I was constantly looking up at the list of MSRs and trying to reconcile
them with this paragraph.  Imagine if you had started out this changelog
by saying:

	Shadow stack register state can be managed with XSAVE.  The
	registers can logically be separated into two groups:

		* Registers controlling user-mode operation
		* Registers controlling kernel-mode operation

	The architecture has two new XSAVE state components: one for
	each group of registers.  This _lets_ an OS manage them
	separately if it chooses.  Linux chooses to ... <explain the
	design choice here, or why we don't care yet>.

	Both XSAVE state components are supervisor states, even the
	state controlling user-mode operation.  This is a departure from
	earlier features like protection keys where the PKRU state is
	a normal user (non-supervisor) state.  Having the user state be	
	supervisor-managed ensures there is no direct, unprivileged
	access to it, making it harder for an attacker to subvert CET.

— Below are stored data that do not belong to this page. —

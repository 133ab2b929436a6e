//! Annotation results returned by the callable function

use serde::{Deserialize, Serialize};

/// Everything the function reports about one image
#[derive(Debug, Clone, Default, PartialEq, Serialize, Deserialize)]
#[serde(rename_all = "camelCase")]
pub struct ImageAnnotations {
    pub labels: Vec<Label>,
    pub objects: Vec<LocalizedObject>,
    pub colors: Vec<DominantColor>,
    pub safe_search: Option<SafeSearch>,
}

impl ImageAnnotations {
    /// Label descriptions with score at or above `min_score`, best first
    pub fn label_names(&self, min_score: f32) -> Vec<&str> {
        let mut labels: Vec<&Label> = self.labels.iter().filter(|l| l.score >= min_score).collect();
        labels.sort_by(|a, b| b.score.total_cmp(&a.score));
        labels.into_iter().map(|l| l.description.as_str()).collect()
    }

    /// The color covering the largest share of the image
    pub fn dominant_color(&self) -> Option<&DominantColor> {
        self.colors
            .iter()
            .max_by(|a, b| a.pixel_fraction.total_cmp(&b.pixel_fraction))
    }
}

/// A whole-image label such as "Wallet" or "Umbrella"
#[derive(Debug, Clone, PartialEq, Serialize, Deserialize)]
#[serde(rename_all = "camelCase")]
pub struct Label {
    pub description: String,
    pub score: f32,
}

/// An object located inside the image
#[derive(Debug, Clone, PartialEq, Serialize, Deserialize)]
#[serde(rename_all = "camelCase")]
pub struct LocalizedObject {
    pub name: String,
    pub score: f32,
    /// Normalized (0..1) polygon vertices
    pub bounding_box: Vec<BoundingVertex>,
}

#[derive(Debug, Clone, Copy, PartialEq, Serialize, Deserialize)]
pub struct BoundingVertex {
    pub x: f32,
    pub y: f32,
}

#[derive(Debug, Clone, PartialEq, Serialize, Deserialize)]
#[serde(rename_all = "camelCase")]
pub struct DominantColor {
    pub red: u8,
    pub green: u8,
    pub blue: u8,
    pub score: f32,
    pub pixel_fraction: f32,
}

impl DominantColor {
    /// `#rrggbb`
    pub fn hex(&self) -> String {
        format!("#{:02x}{:02x}{:02x}", self.red, self.green, self.blue)
    }
}

/// Likelihood buckets used by safe-search detection
#[derive(Debug, Clone, Copy, Default, PartialEq, Eq, PartialOrd, Ord, Serialize, Deserialize)]
#[serde(rename_all = "SCREAMING_SNAKE_CASE")]
pub enum Likelihood {
    #[default]
    Unknown,
    VeryUnlikely,
    Unlikely,
    Possible,
    Likely,
    VeryLikely,
}

#[derive(Debug, Clone, Copy, Default, PartialEq, Eq, Serialize, Deserialize)]
#[serde(default)]
pub struct SafeSearch {
    pub adult: Likelihood,
    pub spoof: Likelihood,
    pub medical: Likelihood,
    pub violence: Likelihood,
    pub racy: Likelihood,
}

impl SafeSearch {
    /// Whether the image should be held back from public listings
    pub fn is_flagged(&self) -> bool {
        [self.adult, self.violence, self.racy]
            .iter()
            .any(|l| *l >= Likelihood::Likely)
    }
}
//! Time source and id generation
//!
//! Ids are derived from the clock in milliseconds. Two calls within the same
//! millisecond (or a clock that steps backwards) would collide, so the
//! generator bumps each id to at least one past the previous one.

use chrono::{DateTime, Duration, Utc};
use std::sync::RwLock;
use std::sync::atomic::{AtomicI64, Ordering};

use crate::models::MessageId;

/// Source of "now" for message dates and ids
pub trait Clock: Send + Sync {
    fn now(&self) -> DateTime<Utc>;
}

/// Wall-clock time
#[derive(Debug, Default, Clone, Copy)]
pub struct SystemClock;

impl Clock for SystemClock {
    fn now(&self) -> DateTime<Utc> {
        Utc::now()
    }
}

/// Clock that only moves when told to
pub struct ManualClock {
    now: RwLock<DateTime<Utc>>,
}

impl ManualClock {
    pub fn new(start: DateTime<Utc>) -> Self {
        Self {
            now: RwLock::new(start),
        }
    }

    pub fn set(&self, now: DateTime<Utc>) {
        if let Ok(mut guard) = self.now.write() {
            *guard = now;
        }
    }

    pub fn advance(&self, by: Duration) {
        if let Ok(mut guard) = self.now.write() {
            *guard += by;
        }
    }
}

impl Clock for ManualClock {
    fn now(&self) -> DateTime<Utc> {
        self.now.read().map(|t| *t).unwrap_or_else(|_| Utc::now())
    }
}

/// Monotonic, time-derived message ids
#[derive(Debug, Default)]
pub struct IdGenerator {
    last: AtomicI64,
}

impl IdGenerator {
    pub fn new() -> Self {
        Self::default()
    }

    /// Never hand out an id at or below `id` (used after loading persisted data)
    pub fn observe(&self, id: MessageId) {
        self.last.fetch_max(id.value(), Ordering::SeqCst);
    }

    /// Next id for something created at `at`
    pub fn next(&self, at: DateTime<Utc>) -> MessageId {
        let candidate = at.timestamp_millis();
        let prev = self
            .last
            .fetch_update(Ordering::SeqCst, Ordering::SeqCst, |last| {
                Some(candidate.max(last.saturating_add(1)))
            })
            .unwrap_or_else(|last| last);
        MessageId::new(candidate.max(prev.saturating_add(1)))
    }
}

Also, IBT gunk is in here too, right?  Let's at least *mention* that in
the changelog.

...
>  /* All supervisor states including supported and unsupported states. */
>  #define XFEATURE_MASK_SUPERVISOR_ALL (XFEATURE_MASK_SUPERVISOR_SUPPORTED | \
> diff --git a/arch/x86/include/asm/msr-index.h b/arch/x86/include/asm/msr-index.h
> index 3faf0f97edb1..0ee77ce4c753 100644
> --- a/arch/x86/include/asm/msr-index.h
> +++ b/arch/x86/include/asm/msr-index.h
> @@ -362,6 +362,26 @@
>  
>  
>  #define MSR_CORE_PERF_LIMIT_REASONS	0x00000690
> +
> +/* Control-flow Enforcement Technology MSRs */
> +#define MSR_IA32_U_CET			0x000006a0 /* user mode cet setting */
> +#define MSR_IA32_S_CET			0x000006a2 /* kernel mode cet setting */
> +#define CET_SHSTK_EN			BIT_ULL(0)
> +#define CET_WRSS_EN			BIT_ULL(1)
> +#define CET_ENDBR_EN			BIT_ULL(2)
> +#define CET_LEG_IW_EN			BIT_ULL(3)
> +#define CET_NO_TRACK_EN			BIT_ULL(4)
> +#define CET_SUPPRESS_DISABLE		BIT_ULL(5)
> +#define CET_RESERVED			(BIT_ULL(6) | BIT_ULL(7) | BIT_ULL(8) | BIT_ULL(9))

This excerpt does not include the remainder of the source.